_What to do_
Restate each entry shown beneath this instruction, keeping its wording intact.

_Records for processing_
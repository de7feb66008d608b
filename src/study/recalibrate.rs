//! Queue recalibration after a study session
//!
//! Scores are edited on the term store during a session while the queues stay
//! as they were. Recalibration moves every rescored term to the queue of its
//! new score. Terms falling back to score 0 go to the front of that queue so
//! they are reviewed immediately; every other move goes to the back.

use std::collections::BTreeMap;
use std::fmt;

use chrono::{DateTime, Utc};

use super::errors::{Result, UnconfiguredScore};
use super::models::{MissPolicy, Score, TermId, TierConfig};
use super::queues::ScoreQueues;
use super::terms::TermStore;

/// A term's move between two scores
#[derive(Debug, Clone, Copy, PartialEq, Eq, PartialOrd, Ord, Hash)]
pub struct ScoreChange {
    pub from: Score,
    pub to: Score,
}

impl ScoreChange {
    pub fn is_upgrade(&self) -> bool {
        self.to > self.from
    }
}

impl fmt::Display for ScoreChange {
    /// Upgrades read `1->2`, downgrades `0<-1`
    fn fmt(&self, f: &mut fmt::Formatter<'_>) -> fmt::Result {
        if self.is_upgrade() {
            write!(f, "{}->{}", self.from, self.to)
        } else {
            write!(f, "{}<-{}", self.to, self.from)
        }
    }
}

/// Result of reconciling queues with live scores
#[derive(Debug, Clone, Default, PartialEq)]
pub struct Recalibration {
    pub changes: BTreeMap<ScoreChange, usize>,
    pub warnings: Vec<UnconfiguredScore>,
}

impl Recalibration {
    pub fn moved(&self) -> usize {
        self.changes.values().sum()
    }

    /// Change counts keyed by their display form
    pub fn change_labels(&self) -> BTreeMap<String, usize> {
        self.changes
            .iter()
            .map(|(change, count)| (change.to_string(), *count))
            .collect()
    }
}

struct Move {
    id: TermId,
    change: ScoreChange,
}

fn counts_as_miss(change: ScoreChange, policy: MissPolicy) -> bool {
    if change.is_upgrade() {
        return false;
    }
    match policy {
        MissPolicy::AnyDowngrade => true,
        MissPolicy::KnownRelapse => change.from.is_known() && !change.to.is_known(),
    }
}

/// Move rescored terms to their new queues and update their statistics.
///
/// All moves are computed from a snapshot before anything is changed, so a
/// queued id missing from the store fails the call without touching either
/// structure.
pub fn recalibrate(
    terms: &mut TermStore,
    queues: &mut ScoreQueues,
    config: &TierConfig,
    now: DateTime<Utc>,
) -> Result<Recalibration> {
    let mut moves = Vec::new();
    for (queued_at, id) in queues.snapshot() {
        let live = terms.get(id)?.score;
        if live != queued_at {
            moves.push(Move {
                id,
                change: ScoreChange { from: queued_at, to: live },
            });
        }
    }

    let mut recalibration = Recalibration::default();

    for Move { id, change } in moves {
        if let Some(mut warning) = queues.ensure(change.to, config) {
            warning.term = Some(id);
            recalibration.warnings.push(warning);
        }

        queues.remove(change.from, id);
        if change.to == Score::NEW {
            queues.insert_front(change.to, id);
        } else {
            queues.append_back(change.to, id);
        }
        *recalibration.changes.entry(change).or_default() += 1;

        let stats = &mut terms.get_mut(id)?.stats;
        if counts_as_miss(change, config.miss_policy) {
            stats.missed += 1;
        }
        let became_known = change.to.is_known() && !change.from.is_known();
        if became_known && stats.missed == 0 && stats.learned.is_none() {
            stats.learned = Some(now);
        }
    }

    if recalibration.moved() > 0 {
        log::info!("Recalibrated {} rescored terms", recalibration.moved());
    }
    Ok(recalibration)
}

_Exercise answer_
repository de7feb66008d608b
filename src/study/recalibrate.rs
//! Queue recalibration after a study session
//!
//! Scores are edited on the term store during a session while the queues stay
//! as they were. Recalibration moves every rescored term to the queue of its
//! new score. Terms falling back to score 0 go to the front of that queue so
//! they are reviewed immediately; every other move goes to the back.

use std::collections::BTreeMap;
use std::fmt;

use chrono::{DateTime, Utc};

use super::errors::{Result, UnconfiguredScore};
use super::models::{MissPolicy, Score, TermId, TierConfig};
use super::queues::ScoreQueues;
use super::terms::TermStore;

/// A term's move between two scores
#[derive(Debug, Clone, Copy, PartialEq, Eq, PartialOrd, Ord, Hash)]
pub struct ScoreChange {
    pub from: Score,
    pub to: Score,
}

impl ScoreChange {
    pub fn is_upgrade(&self) -> bool {
        self.to > self.from
    }
}

impl fmt::Display for ScoreChange {
    /// Upgrades read `1->2`, downgrades `0<-1`
    fn fmt(&self, f: &mut fmt::Formatter<'_>) -> fmt::Result {
        if self.is_upgrade() {
            write!(f, "{}->{}", self.from, self.to)
        } else {
            write!(f, "{}<-{}", self.to, self.from)
        }
    }
}

/// Result of reconciling queues with live scores
#[derive(Debug, Clone, Default, PartialEq)]
pub struct Recalibration {
    pub changes: BTreeMap<ScoreChange, usize>,
    pub warnings: Vec<UnconfiguredScore>,
}

impl Recalibration {
    pub fn moved(&self) -> usize {
        self.changes.values().sum()
    }

    /// Change counts keyed by their display form
    pub fn change_labels(&self) -> BTreeMap<String, usize> {
        self.changes
            .iter()
            .map(|(change, count)| (change.to_string(), *count))
            .collect()
    }
}

struct Move {
    id: TermId,
    change: ScoreChange,
}

fn counts_as_miss(change: ScoreChange, policy: MissPolicy) -> bool {
    if change.is_upgrade() {
        return false;
    }
    match policy {
        MissPolicy::AnyDowngrade => true,
        MissPolicy::KnownRelapse => change.from.is_known() && !change.to.is_known(),
    }
}

/// Move rescored terms to their new queues and update their statistics.
///
/// All moves are computed from a snapshot before anything is changed, so a
/// queued id missing from the store fails the call without touching either
/// structure.
pub fn recalibrate(
    terms: &mut TermStore,
    queues: &mut ScoreQueues,
    config: &TierConfig,
    now: DateTime<Utc>,
) -> Result<Recalibration> {
    let mut moves = Vec::new();
    for (queued_at, id) in queues.snapshot() {
        let live = terms.get(id)?.score;
        if live != queued_at {
            moves.push(Move {
                id,
                change: ScoreChange { from: queued_at, to: live },
            });
        }
    }

    let mut recalibration = Recalibration::default();

    for Move { id, change } in moves {
        if let Some(mut warning) = queues.ensure(change.to, config) {
            warning.term = Some(id);
            recalibration.warnings.push(warning);
        }

        queues.remove(change.from, id);
        if change.to == Score::NEW {
            queues.insert_front(change.to, id);
        } else {
            queues.append_back(change.to, id);
        }
        *recalibration.changes.entry(change).or_default() += 1;

        let stats = &mut terms.get_mut(id)?.stats;
        if counts_as_miss(change, config.miss_policy) {
            stats.missed += 1;
        }
        let became_known = change.to.is_known() && !change.from.is_known();
        if became_known && stats.missed == 0 && stats.learned.is_none() {
            stats.learned = Some(now);
        }
    }

    if recalibration.moved() > 0 {
        log::info!("Recalibrated {} rescored terms", recalibration.moved());
    }
    Ok(recalibration)
}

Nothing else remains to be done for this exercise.